*Task:*
Only one stretch of the data below is wanted: the lines from the one with "pub struct MemoryObjectStore" through the one with "replace) an object.", repeated exactly.

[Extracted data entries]
/---
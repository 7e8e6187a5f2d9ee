//! s3share-mint -- mint a share link from the command line.
//!
//! Uses the same configuration, object store, and secret cache as the
//! server, so the printed link is immediately servable by it.

use std::path::PathBuf;
use std::sync::Arc;

use chrono::{SecondsFormat, TimeDelta};
use clap::Parser;

use s3share::clock::{Clock, SystemClock};
use s3share::share::{mint_secret, ShareConfig, ShareRequest, ShareService};

#[derive(Parser, Debug)]
#[command(
    name = "s3share-mint",
    version,
    about = "Mint a time-limited share link for an object"
)]
struct Cli {
    /// Object path relative to the bucket, e.g. images/photo.jpg.
    path: String,

    /// Hours until the link expires.
    #[arg(long, default_value_t = 24)]
    hours: u32,

    /// Path to a YAML configuration file.  Environment variables override it.
    #[arg(short, long)]
    config: Option<PathBuf>,

    /// Use this secret instead of a random one.
    #[arg(long)]
    secret: Option<String>,
}

#[tokio::main]
async fn main() -> anyhow::Result<()> {
    let cli = Cli::parse();
    if cli.hours == 0 {
        anyhow::bail!("--hours must be at least 1");
    }

    let config = s3share::config::resolve_config(cli.config.as_deref())?;
    // Keep stdout for the link itself.
    s3share::logging::init_tracing(&config.logging, std::io::stderr)?;

    let clock: Arc<dyn Clock> = Arc::new(SystemClock);
    let storage = s3share::storage::connect(&config.storage).await?;
    let cache = s3share::cache::connect(&config.cache, clock.clone()).await?;
    let shares = ShareService::new(storage, cache, clock, ShareConfig::from_config(&config));

    let secret = cli.secret.unwrap_or_else(mint_secret);
    let expires_at = shares.now() + TimeDelta::hours(i64::from(cli.hours));
    let share = shares
        .create_share(&ShareRequest {
            object_path: cli.path,
            secret,
            expires_at,
        })
        .await?;

    println!("Shareable URL: {}", share.url);
    println!(
        "Expires at: {}",
        share
            .expires_at
            .to_rfc3339_opts(SecondsFormat::Secs, true)
    );
    println!("Max age: {}s", share.max_age.as_secs());
    Ok(())
}
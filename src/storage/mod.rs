//! Object store adapters.
//!
//! The [`backend::ObjectStore`] trait abstracts over where shared objects
//! live.  Implementations include AWS S3, the local filesystem, and an
//! in-memory store.

pub mod aws;
pub mod backend;
pub mod local;
pub mod memory;

use std::sync::Arc;
use tracing::{info, warn};

use crate::config::StorageConfig;
use backend::ObjectStore;

/// Build the object store selected by `config.backend`.
pub async fn connect(config: &StorageConfig) -> anyhow::Result<Arc<dyn ObjectStore>> {
    match config.backend.as_str() {
        "aws" => {
            let store = aws::S3ObjectStore::new(&config.aws).await?;
            Ok(Arc::new(store))
        }
        "local" => {
            let store = local::LocalObjectStore::new(&config.local.root_dir)?;
            info!(
                "Local object store initialized at {}",
                config.local.root_dir
            );
            Ok(Arc::new(store))
        }
        "memory" => {
            warn!("Using in-memory object store; it starts empty and is lost on exit");
            Ok(Arc::new(memory::MemoryObjectStore::new()))
        }
        other => anyhow::bail!("unknown storage.backend '{other}' (expected aws, local or memory)"),
    }
}
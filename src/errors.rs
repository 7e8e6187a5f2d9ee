//! Share error types.
//!
//! Every variant maps to an HTTP status and a short machine-readable code.
//! The enum implements [`axum::response::IntoResponse`] so handlers can
//! simply return `Err(ShareError::Unauthorized)`.
//!
//! Backend failures keep their cause for logging; the client only sees the
//! generic message.

use axum::http::StatusCode;
use axum::response::{IntoResponse, Response};
use axum::Json;
use serde::Serialize;
use thiserror::Error;
use tracing::error;
use utoipa::ToSchema;

/// Generate a 16-character hex request ID.
pub fn generate_request_id() -> String {
    let bytes: [u8; 8] = rand::random();
    hex::encode(bytes).to_uppercase()
}

/// Errors surfaced by the share engine and HTTP layer.
#[derive(Debug, Error)]
pub enum ShareError {
    /// The object path is unsafe or malformed.
    #[error("invalid path")]
    InvalidPath { path: String },

    /// The requested expiry is not in the future or exceeds policy.
    #[error("{message}")]
    InvalidExpiry { message: String },

    /// The request body or link is malformed.
    #[error("{message}")]
    InvalidRequest { message: String },

    /// The object (or route) does not exist.
    #[error("not found")]
    NotFound { path: String },

    /// Missing or mismatched secret.
    #[error("unauthorized")]
    Unauthorized,

    /// The link's embedded date has passed.
    #[error("link expired")]
    Expired,

    /// The route exists but not for this method.
    #[error("method not allowed")]
    MethodNotAllowed,

    /// The handler did not finish within `server.request_timeout`.
    #[error("request timed out")]
    RequestTimeout,

    /// Storing the share secret failed.
    #[error("failed to create share")]
    CacheWriteFailed(#[source] anyhow::Error),

    /// Reading the share secret failed.
    #[error("failed to validate share")]
    CacheReadFailed(#[source] anyhow::Error),

    /// The object store failed.
    #[error("failed to fetch object")]
    ObjectFetchFailed(#[source] anyhow::Error),
}

/// JSON error body: `{error, code, message}`.
#[derive(Debug, Serialize, ToSchema)]
pub struct ErrorBody {
    /// Machine-readable error code.
    pub error: String,
    /// HTTP status code.
    pub code: u16,
    /// Human-readable message.
    pub message: String,
}

impl ShareError {
    /// Return the machine-readable error code.
    pub fn code(&self) -> &'static str {
        match self {
            ShareError::InvalidPath { .. } => "invalid_path",
            ShareError::InvalidExpiry { .. } => "invalid_expiry",
            ShareError::InvalidRequest { .. } => "invalid_request",
            ShareError::NotFound { .. } => "not_found",
            ShareError::Unauthorized => "unauthorized",
            ShareError::Expired => "expired",
            ShareError::MethodNotAllowed => "method_not_allowed",
            ShareError::RequestTimeout => "request_timeout",
            ShareError::CacheWriteFailed(_) => "cache_write_failed",
            ShareError::CacheReadFailed(_) => "cache_read_failed",
            ShareError::ObjectFetchFailed(_) => "object_fetch_failed",
        }
    }

    /// Return the appropriate HTTP status code for this error.
    pub fn status_code(&self) -> StatusCode {
        match self {
            ShareError::InvalidPath { .. } => StatusCode::BAD_REQUEST,
            ShareError::InvalidExpiry { .. } => StatusCode::BAD_REQUEST,
            ShareError::InvalidRequest { .. } => StatusCode::BAD_REQUEST,
            ShareError::NotFound { .. } => StatusCode::NOT_FOUND,
            ShareError::Unauthorized => StatusCode::UNAUTHORIZED,
            ShareError::Expired => StatusCode::FORBIDDEN,
            ShareError::MethodNotAllowed => StatusCode::METHOD_NOT_ALLOWED,
            ShareError::RequestTimeout => StatusCode::REQUEST_TIMEOUT,
            ShareError::CacheWriteFailed(_) => StatusCode::INTERNAL_SERVER_ERROR,
            ShareError::CacheReadFailed(_) => StatusCode::INTERNAL_SERVER_ERROR,
            ShareError::ObjectFetchFailed(_) => StatusCode::INTERNAL_SERVER_ERROR,
        }
    }

    /// The body sent to the client.
    pub fn body(&self) -> ErrorBody {
        ErrorBody {
            error: self.code().to_string(),
            code: self.status_code().as_u16(),
            message: self.to_string(),
        }
    }
}

impl IntoResponse for ShareError {
    fn into_response(self) -> Response {
        let status = self.status_code();
        if status.is_server_error() {
            // {:#} prints the whole anyhow context chain.
            match &self {
                ShareError::CacheWriteFailed(cause)
                | ShareError::CacheReadFailed(cause)
                | ShareError::ObjectFetchFailed(cause) => {
                    error!(code = self.code(), "{self}: {cause:#}");
                }
                _ => error!(code = self.code(), "{self}"),
            }
        }
        (status, Json(self.body())).into_response()
    }
}
//! In-memory object store.
//!
//! Objects are held in a `tokio::sync::RwLock<HashMap<...>>`.  Used by the
//! test suite and for local demos where no bucket is available.
//!
//! Every reader handed out is counted until its stream is dropped, which
//! lets tests assert that handles are released on all paths.

use bytes::Bytes;
use chrono::{DateTime, Utc};
use futures::stream::{self, Stream, StreamExt};
use std::collections::HashMap;
use std::future::Future;
use std::pin::Pin;
use std::sync::atomic::{AtomicUsize, Ordering};
use std::sync::Arc;
use std::task::{Context, Poll};

use super::backend::{
    ObjectMetadata, ObjectReader, ObjectStore, StorageError, StorageResult,
};

/// Chunk size used when streaming stored bytes.
const CHUNK_SIZE: usize = 64 * 1024;

#[derive(Debug, Clone)]
struct MemoryObject {
    data: Bytes,
    content_type: String,
    last_modified: DateTime<Utc>,
}

/// In-memory object store.
#[derive(Default)]
pub struct MemoryObjectStore {
    /// path -> object.
    objects: tokio::sync::RwLock<HashMap<String, MemoryObject>>,
    /// Readers handed out and not yet dropped.
    open_readers: Arc<AtomicUsize>,
}

impl MemoryObjectStore {
    pub fn new() -> Self {
        Self::default()
    }

    /// Store (or replace) an object.
    pub async fn insert(&self, path: &str, content_type: &str, data: impl Into<Bytes>) {
        let object = MemoryObject {
            data: data.into(),
            content_type: content_type.to_string(),
            last_modified: Utc::now(),
        };
        self.objects.write().await.insert(path.to_string(), object);
    }

    /// Remove an object, returning whether it existed.
    pub async fn remove(&self, path: &str) -> bool {
        self.objects.write().await.remove(path).is_some()
    }

    /// Number of readers whose streams are still alive.
    pub fn open_readers(&self) -> usize {
        self.open_readers.load(Ordering::SeqCst)
    }
}

/// Stream wrapper that decrements the open-reader count when dropped.
struct TrackedStream<S> {
    inner: S,
    open: Arc<AtomicUsize>,
}

impl<S> TrackedStream<S> {
    fn new(inner: S, open: Arc<AtomicUsize>) -> Self {
        open.fetch_add(1, Ordering::SeqCst);
        Self { inner, open }
    }
}

impl<S> Drop for TrackedStream<S> {
    fn drop(&mut self) {
        self.open.fetch_sub(1, Ordering::SeqCst);
    }
}

impl<S: Stream + Unpin> Stream for TrackedStream<S> {
    type Item = S::Item;

    fn poll_next(mut self: Pin<&mut Self>, cx: &mut Context<'_>) -> Poll<Option<Self::Item>> {
        Pin::new(&mut self.inner).poll_next(cx)
    }
}

/// Split `data` into cheap `Bytes` slices of at most [`CHUNK_SIZE`].
fn chunks(data: Bytes) -> Vec<std::io::Result<Bytes>> {
    let mut out = Vec::with_capacity(data.len() / CHUNK_SIZE + 1);
    let mut offset = 0;
    while offset < data.len() {
        let end = (offset + CHUNK_SIZE).min(data.len());
        out.push(Ok(data.slice(offset..end)));
        offset = end;
    }
    out
}

impl ObjectStore for MemoryObjectStore {
    fn head_object(
        &self,
        key: &str,
    ) -> Pin<Box<dyn Future<Output = StorageResult<ObjectMetadata>> + Send + '_>> {
        let key = key.to_string();
        Box::pin(async move {
            let objects = self.objects.read().await;
            let object = objects
                .get(&key)
                .ok_or_else(|| StorageError::NotFound { key: key.clone() })?;
            Ok(ObjectMetadata {
                content_type: object.content_type.clone(),
                size: Some(object.data.len() as u64),
                last_modified: Some(object.last_modified),
            })
        })
    }

    fn get_object(
        &self,
        key: &str,
    ) -> Pin<Box<dyn Future<Output = StorageResult<ObjectReader>> + Send + '_>> {
        let key = key.to_string();
        Box::pin(async move {
            let object = self
                .objects
                .read()
                .await
                .get(&key)
                .cloned()
                .ok_or_else(|| StorageError::NotFound { key: key.clone() })?;

            let size = Some(object.data.len() as u64);
            let body = TrackedStream::new(
                stream::iter(chunks(object.data)),
                Arc::clone(&self.open_readers),
            );
            Ok(ObjectReader::new(object.content_type, size, body.boxed()))
        })
    }
}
\---
*Problem solution:*
pub struct MemoryObjectStore {
    /// path -> object.
    objects: tokio::sync::RwLock<HashMap<String, MemoryObject>>,
    /// Readers handed out and not yet dropped.
    open_readers: Arc<AtomicUsize>,
}

impl MemoryObjectStore {
    pub fn new() -> Self {
        Self::default()
    }

    /// Store (or replace) an object.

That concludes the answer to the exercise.